Task instructions - Should a line in the entries below contain "email", return that line.

---------- Stored data

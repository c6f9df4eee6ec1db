//! Deterministic user fixtures for tests

use std::sync::Arc;

use tokio::sync::Mutex;

use crate::domain::user::{User, UserId, UserRepository};
use crate::domain::DomainError;

use super::password::PasswordHasher;
use super::service::CreateUserRequest;

pub const SEED_PASSWORD: &str = "My5up3r5tr0ngP@55w0rd";

/// Users inserted by [`UserSeedService::setup`]
#[derive(Debug, Clone)]
pub struct SeedEntities {
    pub users: Vec<User>,
}

/// Build a valid create request with a unique email unless one is given
pub fn generate_user_create_request(email: Option<&str>) -> CreateUserRequest {
    CreateUserRequest {
        email: email
            .map(String::from)
            .unwrap_or_else(|| format!("trejgun+{}@gmail.com", uuid::Uuid::new_v4())),
        password: SEED_PASSWORD.to_string(),
        display_name: Some("Trej Gun".to_string()),
        role: None,
    }
}

/// Populates and removes fixture users against a repository
#[derive(Debug)]
pub struct UserSeedService<R: UserRepository, H: PasswordHasher> {
    repository: Arc<R>,
    hasher: Arc<H>,
    seeded: Mutex<Vec<UserId>>,
}

impl<R: UserRepository, H: PasswordHasher> UserSeedService<R, H> {
    pub fn new(repository: Arc<R>, hasher: Arc<H>) -> Self {
        Self {
            repository,
            hasher,
            seeded: Mutex::new(Vec::new()),
        }
    }

    /// Insert two users: the first already verified, the second pending
    pub async fn setup(&self) -> Result<SeedEntities, DomainError> {
        let password_hash = self.hasher.hash(SEED_PASSWORD);

        let mut first = User::new("trejgun+seed-a@gmail.com", password_hash.clone())
            .with_display_name(Some("Seed A".to_string()));
        first.activate();

        let second = User::new("trejgun+seed-b@gmail.com", password_hash)
            .with_display_name(Some("Seed B".to_string()));

        let mut users = Vec::with_capacity(2);
        let mut seeded = self.seeded.lock().await;

        for user in [first, second] {
            let user = self.repository.create(user).await?;
            seeded.push(*user.id());
            users.push(user);
        }

        Ok(SeedEntities { users })
    }

    /// Remove every user inserted by `setup`; safe to call repeatedly
    pub async fn tear_down(&self) -> Result<(), DomainError> {
        let mut seeded = self.seeded.lock().await;

        for id in seeded.drain(..) {
            self.repository.delete(&id).await?;
        }

        Ok(())
    }
}
//! API error envelope and the mapping from domain failures to HTTP statuses

use axum::{
    http::StatusCode,
    response::{IntoResponse, Response},
    Json,
};
use serde::{Deserialize, Serialize};
use tracing::error;

use crate::domain::DomainError;

/// Error categories reported in the `type` field
#[derive(Debug, Clone, Copy, PartialEq, Eq, Serialize, Deserialize)]
#[serde(rename_all = "snake_case")]
pub enum ApiErrorType {
    InvalidRequestError,
    AuthenticationError,
    NotFoundError,
    ConflictError,
    ServerError,
}

impl ApiErrorType {
    pub fn status(self) -> StatusCode {
        match self {
            Self::InvalidRequestError => StatusCode::BAD_REQUEST,
            Self::AuthenticationError => StatusCode::UNAUTHORIZED,
            Self::NotFoundError => StatusCode::NOT_FOUND,
            Self::ConflictError => StatusCode::CONFLICT,
            Self::ServerError => StatusCode::INTERNAL_SERVER_ERROR,
        }
    }
}

/// `{"error": {...}}` body shared by every failing endpoint
#[derive(Debug, Clone, Serialize, Deserialize)]
pub struct ApiErrorResponse {
    pub error: ApiErrorDetail,
}

#[derive(Debug, Clone, Serialize, Deserialize)]
pub struct ApiErrorDetail {
    pub message: String,
    #[serde(rename = "type")]
    pub error_type: ApiErrorType,
    /// Request field the error refers to, e.g. `id` for a malformed path id
    #[serde(skip_serializing_if = "Option::is_none")]
    pub param: Option<String>,
    #[serde(skip_serializing_if = "Option::is_none")]
    pub code: Option<String>,
}

#[derive(Debug)]
pub struct ApiError {
    pub status: StatusCode,
    pub response: ApiErrorResponse,
}

impl ApiError {
    pub fn new(error_type: ApiErrorType, message: impl Into<String>) -> Self {
        Self {
            status: error_type.status(),
            response: ApiErrorResponse {
                error: ApiErrorDetail {
                    message: message.into(),
                    error_type,
                    param: None,
                    code: None,
                },
            },
        }
    }

    fn with_param(mut self, param: &str) -> Self {
        self.response.error.param = Some(param.to_string());
        self
    }

    fn with_code(mut self, code: &str) -> Self {
        self.response.error.code = Some(code.to_string());
        self
    }

    /// Failed login; does not say which of email or password was wrong
    pub fn unauthorized(message: impl Into<String>) -> Self {
        Self::new(ApiErrorType::AuthenticationError, message)
    }

    pub fn not_found(message: impl Into<String>) -> Self {
        Self::new(ApiErrorType::NotFoundError, message)
    }
}

impl IntoResponse for ApiError {
    fn into_response(self) -> Response {
        (self.status, Json(self.response)).into_response()
    }
}

impl From<DomainError> for ApiError {
    fn from(err: DomainError) -> Self {
        match err {
            DomainError::NotFound { message } => Self::not_found(message),
            DomainError::Validation { message } => {
                Self::new(ApiErrorType::InvalidRequestError, message)
            }
            DomainError::InvalidId { message } => {
                Self::new(ApiErrorType::InvalidRequestError, message).with_param("id")
            }
            DomainError::Conflict { message } => {
                Self::new(ApiErrorType::ConflictError, message).with_code("already_exists")
            }
            DomainError::Configuration { .. }
            | DomainError::Internal { .. }
            | DomainError::Storage { .. } => {
                error!(error = %err, "Request failed");
                Self::new(ApiErrorType::ServerError, "Internal server error")
            }
        }
    }
}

--------------------

Result for this exercise -
/// Build a valid create request with a unique email unless one is given
pub fn generate_user_create_request(email: Option<&str>) -> CreateUserRequest {
        email: email
    /// Failed login; does not say which of email or password was wrong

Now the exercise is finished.